> [PROBLEM TO SOLVE]
Copy the records below word for word, leaving out nothing.
[[ LISTED ENTRIES, beginning ]]
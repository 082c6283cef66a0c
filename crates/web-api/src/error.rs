use application::AuthError;
use axum::{
    http::StatusCode,
    response::{IntoResponse, Response},
    Json,
};
use serde::Serialize;

#[derive(Debug, Serialize)]
pub struct ErrorBody {
    pub code: &'static str,
    pub message: String,
}

#[derive(Debug)]
pub struct ApiError {
    status: StatusCode,
    body: ErrorBody,
}

impl ApiError {
    pub fn new(status: StatusCode, code: &'static str, message: impl Into<String>) -> Self {
        Self {
            status,
            body: ErrorBody {
                code,
                message: message.into(),
            },
        }
    }

    pub fn unauthorized(message: impl Into<String>) -> Self {
        Self::new(StatusCode::UNAUTHORIZED, "AUTH_FAILED", message)
    }

    pub fn status(&self) -> StatusCode {
        self.status
    }
}

impl From<AuthError> for ApiError {
    fn from(error: AuthError) -> Self {
        // 不回显凭证校验细节
        match error {
            AuthError::MissingCredential => ApiError::unauthorized("missing credential"),
            AuthError::Expired => ApiError::unauthorized("credential expired"),
            AuthError::InvalidCredential(_) | AuthError::IdentityUnavailable => {
                ApiError::unauthorized("invalid credential")
            }
        }
    }
}

impl IntoResponse for ApiError {
    fn into_response(self) -> Response {
        (self.status, Json(self.body)).into_response()
    }
}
[[ LISTED ENTRIES, end ]]
> [RESULT]
repository 082c6283cef66a0c
filename crates/web-api/src/error.rs
use application::AuthError;
use axum::{
    http::StatusCode,
    response::{IntoResponse, Response},
    Json,
};
use serde::Serialize;

#[derive(Debug, Serialize)]
pub struct ErrorBody {
    pub code: &'static str,
    pub message: String,
}

#[derive(Debug)]
pub struct ApiError {
    status: StatusCode,
    body: ErrorBody,
}

impl ApiError {
    pub fn new(status: StatusCode, code: &'static str, message: impl Into<String>) -> Self {
        Self {
            status,
            body: ErrorBody {
                code,
                message: message.into(),
            },
        }
    }

    pub fn unauthorized(message: impl Into<String>) -> Self {
        Self::new(StatusCode::UNAUTHORIZED, "AUTH_FAILED", message)
    }

    pub fn status(&self) -> StatusCode {
        self.status
    }
}

impl From<AuthError> for ApiError {
    fn from(error: AuthError) -> Self {
        // 不回显凭证校验细节
        match error {
            AuthError::MissingCredential => ApiError::unauthorized("missing credential"),
            AuthError::Expired => ApiError::unauthorized("credential expired"),
            AuthError::InvalidCredential(_) | AuthError::IdentityUnavailable => {
                ApiError::unauthorized("invalid credential")
            }
        }
    }
}

impl IntoResponse for ApiError {
    fn into_response(self) -> Response {
        (self.status, Json(self.body)).into_response()
    }
}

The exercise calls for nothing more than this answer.